The history of Pique Assiette~  literally meaning “stolen from plate” is the technique that Wanda employs with Margaret’s china. This form of art is believed to have been originally introduced by Raymond Edouard Isadore, known as the  ‘crazy plate stealer’. He discovered his bits of colored glass and pottery in the fields surrounding his house in Chartres, outside of Paris, and spent thirty years covering every surface of the inside and outside of the house and his garden area.

The idea of the Crazy Plate Academy is born~ a nonprofit teaching facility, at Margaret’s home, where classes would be offered in mosaic technique, with weekend workshops and collaborations with vocational programs and high schools.

“Mosaics also appeal to the side of us that has been reprimanded, punished, shamed. They are rescued mistakes. Vindication. Pique assiette is revenge against those who inhaled sharply when we fumbled something, lifted a hand to us in anger, called names–Idiot! Clumsy! Failure! Fool!–and said, Now look what you’ve done, what a mess you’ve made!”

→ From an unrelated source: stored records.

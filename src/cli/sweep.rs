//! # sweep 子命令 CLI 定义
//!
//! 器件参数扫描：可扫描半径、晶格常数、损耗 ε″ 与单元数。
//!
//! ## 依赖关系
//! - 被 `cli/mod.rs` 使用
//! - 参数传递给 `commands/sweep.rs`

use crate::cli::DeviceArgs;
use crate::error::{BicError, Result};

use clap::{Args, ValueEnum};
use std::path::PathBuf;

/// 可扫描的器件参数
#[derive(Debug, Clone, Copy, ValueEnum, PartialEq, Eq)]
pub enum SweepParam {
    /// Disk radius (nm)
    Radius,
    /// Lattice constant (nm)
    Lattice,
    /// Imaginary part of the permittivity
    EpsIm,
    /// Number of unit cells
    Cells,
}

impl std::fmt::Display for SweepParam {
    fn fmt(&self, f: &mut std::fmt::Formatter<'_>) -> std::fmt::Result {
        match self {
            SweepParam::Radius => write!(f, "radius"),
            SweepParam::Lattice => write!(f, "lattice"),
            SweepParam::EpsIm => write!(f, "eps-im"),
            SweepParam::Cells => write!(f, "cells"),
        }
    }
}

impl SweepParam {
    /// 图表横轴描述
    pub fn axis_label(&self) -> &'static str {
        match self {
            SweepParam::Radius => "Disk radius (nm)",
            SweepParam::Lattice => "Lattice constant (nm)",
            SweepParam::EpsIm => "Im(epsilon)",
            SweepParam::Cells => "Unit cells",
        }
    }
}

/// 解析 "start:stop:steps" 形式的扫描取值
pub fn parse_sweep_values(spec: &str) -> Result<Vec<f64>> {
    let parts: Vec<&str> = spec.split(':').collect();
    if parts.len() != 3 {
        return Err(BicError::InvalidRange(format!(
            "{} (expected start:stop:steps)",
            spec
        )));
    }

    let start: f64 = parts[0]
        .parse()
        .map_err(|_| BicError::InvalidRange(spec.to_string()))?;
    let stop: f64 = parts[1]
        .parse()
        .map_err(|_| BicError::InvalidRange(spec.to_string()))?;
    let steps: usize = parts[2]
        .parse()
        .map_err(|_| BicError::InvalidRange(spec.to_string()))?;

    if !start.is_finite() || !stop.is_finite() || steps == 0 {
        return Err(BicError::InvalidRange(spec.to_string()));
    }
    if steps == 1 {
        return Ok(vec![start]);
    }
    if stop <= start {
        return Err(BicError::InvalidRange(format!(
            "{} (must be start < stop)",
            spec
        )));
    }

    let step = (stop - start) / (steps - 1) as f64;
    Ok((0..steps).map(|i| start + i as f64 * step).collect())
}

/// sweep 子命令参数
#[derive(Args, Debug)]
pub struct SweepArgs {
    #[command(flatten)]
    pub device: DeviceArgs,

    /// Device parameter to sweep
    #[arg(long, value_enum)]
    pub param: SweepParam,

    /// Sweep values as start:stop:steps (e.g., "195:210:16")
    #[arg(long)]
    pub range: String,

    /// Frequency samples per sweep point
    #[arg(long, default_value_t = 5_000)]
    pub samples: usize,

    /// Output CSV file path
    #[arg(short, long, default_value = "sweep_results.csv")]
    pub output: PathBuf,

    /// Optional plot output path (PNG or SVG)
    #[arg(long)]
    pub plot: Option<PathBuf>,

    /// Figure width in pixels
    #[arg(long, default_value_t = 1200)]
    pub width: u32,

    /// Figure height in pixels
    #[arg(long, default_value_t = 800)]
    pub height: u32,

    /// Number of parallel jobs (0 = auto)
    #[arg(short, long, default_value_t = 0)]
    pub jobs: usize,
}

#[cfg(test)]
mod tests {
    use super::*;

    #[test]
    fn test_parse_sweep_values() {
        let values = parse_sweep_values("195:210:16").unwrap();
        assert_eq!(values.len(), 16);
        assert!((values[0] - 195.0).abs() < 1e-12);
        assert!((values[15] - 210.0).abs() < 1e-12);
        assert!((values[1] - 196.0).abs() < 1e-12);
    }

    #[test]
    fn test_parse_sweep_single_step() {
        let values = parse_sweep_values("200:210:1").unwrap();
        assert_eq!(values, vec![200.0]);
    }

    #[test]
    fn test_parse_sweep_rejects_bad_specs() {
        assert!(parse_sweep_values("195:210").is_err());
        assert!(parse_sweep_values("210:195:5").is_err());
        assert!(parse_sweep_values("a:b:5").is_err());
        assert!(parse_sweep_values("195:210:0").is_err());
    }
}
//! # export 子命令实现
//!
//! 将器件几何导出为 GDSII 版图文件：圆盘阵列（AREF 引用）
//! 与外围对准标记。
//!
//! ## 依赖关系
//! - 使用 `cli/export.rs` 定义的 ExportArgs
//! - 使用 `gds/layout.rs` 构建版图并写出文件

use crate::cli::export::ExportArgs;
use crate::error::Result;
use crate::gds::layout::{self, LayoutOptions};
use crate::utils::output;

/// 执行 GDSII 导出
pub fn execute(args: ExportArgs) -> Result<()> {
    output::print_header("Fabrication Export");

    let params = args.device.to_params()?;

    let opts = LayoutOptions {
        disk_layer: args.disk_layer,
        mark_layer: args.mark_layer,
        vertices: args.vertices,
        db_unit: args.unit,
    };

    output::print_info(&format!(
        "{} disks, radius {:.1} nm, spacing {:.1} nm",
        params.n_cells,
        params.radius * 1e9,
        params.lattice * 1e9
    ));
    output::print_info(&format!(
        "Layers: disk = {}, marks = {}; {} polygon vertices",
        opts.disk_layer, opts.mark_layer, opts.vertices
    ));

    let library = layout::build_layout(&params, &opts)?;
    library.write_to(&args.output)?;

    output::print_success(&format!(
        "GDSII file saved as '{}'",
        args.output.display()
    ));
    Ok(())
}
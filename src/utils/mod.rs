//! # 工具模块
//!
//! 终端输出与进度条封装。
//!
//! ## 依赖关系
//! - 被 `commands/` 与 `bic/` 模块使用

pub mod output;
pub mod progress;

“Maybe we feel such a strong kinship with pique assiette because it is the visual metaphor that best describes us; after all, we spend much of our lives hurling bits of the figurative and literal past into the world’s landfill—and then regret it. We build our identities from that detritus of regret. Every relationship worth keeping sustains, at the very least, splintered glazes, hairline fractures, cracks. And aren’t these flaws the prerequisites of intimacy?”

There were lots of decadent desserts mentioned to satisfy your sweet tooth. . .Chocolate Amaretto Espresso Torte, Creme Brulee,  Raspberry Cheesecake, Caramel Flan~ but I thought Bruce’s Chocolate Ginger Cake with Pear Glaze would be fitting, since listening to Anna Fields read was a piece of cake :-)

 Chocolate-Ginger Cake, recipe courtesy Martha Stewart

No Bourbon sauce on this cake as in Martha’s recipe. Instead I carmelized some pear and then added pear preserves to the pan for a pear glaze.

“The next time you break something, consider the action that might not immediately come to mind:  Say a prayer of thanks over what has been broken*. Then, give it a place of honor. Build it a shrine.”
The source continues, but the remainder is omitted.